Immigration May 2013 LA, California
A U.S. immigration rally in California Reuters

Moving on to the next phase of his three-pronged process to immigration reform, House Judiciary Chairman Bob Goodlatte, R-Va., is currently working on a bill that, if passed, will provide legal status to children who were brought to the United States illegally.

Goodlatte is working on the impending bill with House Majority Leader Eric Cantor, R-Va. A House Judiciary aide said Friday that the official sponsor of the bill hasn’t been decided as yet, and no timing has been set for when it will be introduced.

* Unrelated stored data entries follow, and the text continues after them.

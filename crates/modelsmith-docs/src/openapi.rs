//! OpenAPI 3.0 document generation.
//!
//! Paths come from controller endpoints, schemas from DTOs:
//!
//! | Source | OpenAPI |
//! |--------|---------|
//! | `/reviews/:id` | `/reviews/{id}` |
//! | `POST` / `DELETE` / other | `201` / `204` / `200`, unless `@HttpCode` says otherwise |
//! | guard decorator on endpoint or controller | `security: [{ bearerAuth: [] }]` |
//! | `@Body() dto: CreateXDto` | `requestBody` referencing `#/components/schemas/CreateXDto` |

use crate::sample::is_required;
use modelsmith_core::config::ProjectConfig;
use modelsmith_core::model::{Controller, Dto, DtoField, Endpoint, HttpMethod, ProjectModel, Validation};
use serde_json::{Map, Value, json};

pub const OPENAPI_VERSION: &str = "3.0.3";

/// Build the OpenAPI document for a project model.
pub fn generate_openapi(model: &ProjectModel, config: &ProjectConfig) -> Value {
    let mut paths = Map::new();
    let mut any_guarded = false;

    for (controller, endpoint) in model.endpoints() {
        let guarded = controller.requires_auth(endpoint);
        any_guarded |= guarded;

        let path = openapi_path(&endpoint.route);
        let item = paths.entry(path).or_insert_with(|| json!({}));
        item[endpoint.http_method.as_lower()] = operation(model, controller, endpoint, guarded);
    }

    let mut schemas = Map::new();
    for dto in &model.dtos {
        schemas.insert(dto.name.clone(), dto_schema(model, dto));
    }

    let mut components = json!({ "schemas": schemas });
    if any_guarded {
        components["securitySchemes"] = json!({
            "bearerAuth": {
                "type": "http",
                "scheme": "bearer",
                "bearerFormat": "JWT",
            }
        });
    }

    json!({
        "openapi": OPENAPI_VERSION,
        "info": {
            "title": config.title(),
            "version": config.project.version,
        },
        "servers": [{ "url": config.docs.api_url() }],
        "paths": paths,
        "components": components,
    })
}

/// `/reviews/:id` → `/reviews/{id}`
pub fn openapi_path(route: &str) -> String {
    route
        .split('/')
        .map(|segment| match segment.strip_prefix(':') {
            Some(param) => format!("{{{param}}}"),
            None => segment.to_string(),
        })
        .collect::<Vec<_>>()
        .join("/")
}

/// Documented success status of an endpoint
pub fn success_status(endpoint: &Endpoint) -> u16 {
    endpoint.status_code.unwrap_or(match endpoint.http_method {
        HttpMethod::Post => 201,
        HttpMethod::Delete => 204,
        _ => 200,
    })
}

fn operation(model: &ProjectModel, controller: &Controller, endpoint: &Endpoint, guarded: bool) -> Value {
    let mut parameters: Vec<Value> = endpoint
        .path_params
        .iter()
        .map(|name| {
            json!({
                "name": name,
                "in": "path",
                "required": true,
                "schema": { "type": "string" },
            })
        })
        .collect();

    for name in &endpoint.query_params {
        parameters.push(json!({
            "name": name,
            "in": "query",
            "required": false,
            "schema": { "type": "string" },
        }));
    }
    if let Some(ty) = &endpoint.query_param_type_name {
        for field in model.dto_fields(ty) {
            parameters.push(json!({
                "name": field.name,
                "in": "query",
                "required": is_required(field),
                "schema": field_schema(model, field),
            }));
        }
    }

    let status = success_status(endpoint);
    let mut responses = Map::new();
    responses.insert(
        status.to_string(),
        json!({ "description": status_description(status) }),
    );
    let mut op = json!({
        "tags": [controller_tag(controller)],
        "responses": responses,
    });

    if !endpoint.is_unresolved() {
        op["operationId"] = json!(format!("{}_{}", controller.name, endpoint.handler_name));
    }
    if !parameters.is_empty() {
        op["parameters"] = json!(parameters);
    }
    if let Some(dto) = &endpoint.body_dto_name {
        let schema = if model.dto(dto).is_some() {
            json!({ "$ref": format!("#/components/schemas/{dto}") })
        } else {
            json!({ "type": "object" })
        };
        op["requestBody"] = json!({
            "required": true,
            "content": { "application/json": { "schema": schema } },
        });
    }
    if guarded {
        op["security"] = json!([{ "bearerAuth": [] }]);
    }

    op
}

fn controller_tag(controller: &Controller) -> String {
    controller
        .name
        .strip_suffix("Controller")
        .filter(|s| !s.is_empty())
        .unwrap_or(&controller.name)
        .to_string()
}

fn status_description(status: u16) -> &'static str {
    match status {
        200 => "OK",
        201 => "Created",
        202 => "Accepted",
        204 => "No Content",
        _ => "Success",
    }
}

fn dto_schema(model: &ProjectModel, dto: &Dto) -> Value {
    let mut properties = Map::new();
    let mut required = Vec::new();

    for field in &dto.fields {
        properties.insert(field.name.clone(), field_schema(model, field));
        if is_required(field) {
            required.push(field.name.clone());
        }
    }

    let mut schema = json!({
        "type": "object",
        "properties": properties,
    });
    if !required.is_empty() {
        schema["required"] = json!(required);
    }

    match dto.extends.as_deref().filter(|base| model.dto(base).is_some()) {
        Some(base) => json!({
            "allOf": [
                { "$ref": format!("#/components/schemas/{base}") },
                schema,
            ]
        }),
        None => schema,
    }
}

fn field_schema(model: &ProjectModel, field: &DtoField) -> Value {
    if field.is_array() {
        let element = field
            .ty
            .trim()
            .strip_suffix("[]")
            .or_else(|| {
                field
                    .ty
                    .trim()
                    .strip_prefix("Array<")
                    .and_then(|t| t.strip_suffix('>'))
            })
            .unwrap_or("string");
        return json!({
            "type": "array",
            "items": type_schema(model, element),
        });
    }

    let mut schema = if field.has(&Validation::Uuid) {
        json!({ "type": "string", "format": "uuid" })
    } else if field.has(&Validation::Email) {
        json!({ "type": "string", "format": "email" })
    } else if field.has(&Validation::Number) {
        json!({ "type": "number" })
    } else if field.has(&Validation::Boolean) {
        json!({ "type": "boolean" })
    } else {
        type_schema(model, field.ty.trim())
    };

    for validation in &field.validations {
        match validation {
            Validation::MinLength(n) => schema["minLength"] = json!(n),
            Validation::MaxLength(n) => schema["maxLength"] = json!(n),
            Validation::Min(n) => schema["minimum"] = json!(n),
            Validation::Max(n) => schema["maximum"] = json!(n),
            _ => {}
        }
    }

    schema
}

/// Schema for a declared TypeScript type
fn type_schema(model: &ProjectModel, ty: &str) -> Value {
    match ty {
        "number" => json!({ "type": "number" }),
        "boolean" => json!({ "type": "boolean" }),
        "Date" => json!({ "type": "string", "format": "date-time" }),
        name if model.dto(name).is_some() => {
            json!({ "$ref": format!("#/components/schemas/{name}") })
        }
        _ => json!({ "type": "string" }),
    }
}

#[cfg(test)]
#[path = "openapi/openapi_tests.rs"]
mod openapi_tests;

“This is just part of his step-by-step approach to immigration reform,” the aide said. “We’ve approved four bills -- some dealing with legal immigration programs and others relating to strengthening interior enforcement and border security. This is the next step: How do we deal with those that are here illegally.”

Goodlatte has said that House-approved reform would not provide a special path to citizenship like that in the Senate bill. Under the Senate’s 2013 comprehensive immigration reform bill, the estimated 11 million undocumented immigrants have a pathway to citizenship that could take at least 13 years. How Goodlatte sees immigration being handled is by streamlining legal immigration, securing the border and ensuring internal enforcement, and then by providing some sort of legal status that will bring illegals out of the shadows, the aide said.

These children came here through no fault of their own and many of them know no other home than the United States,” Goodlatte said in a statement, adding that any successful reform plan must “find a way to fairly deal with those who are currently in the country unlawfully.”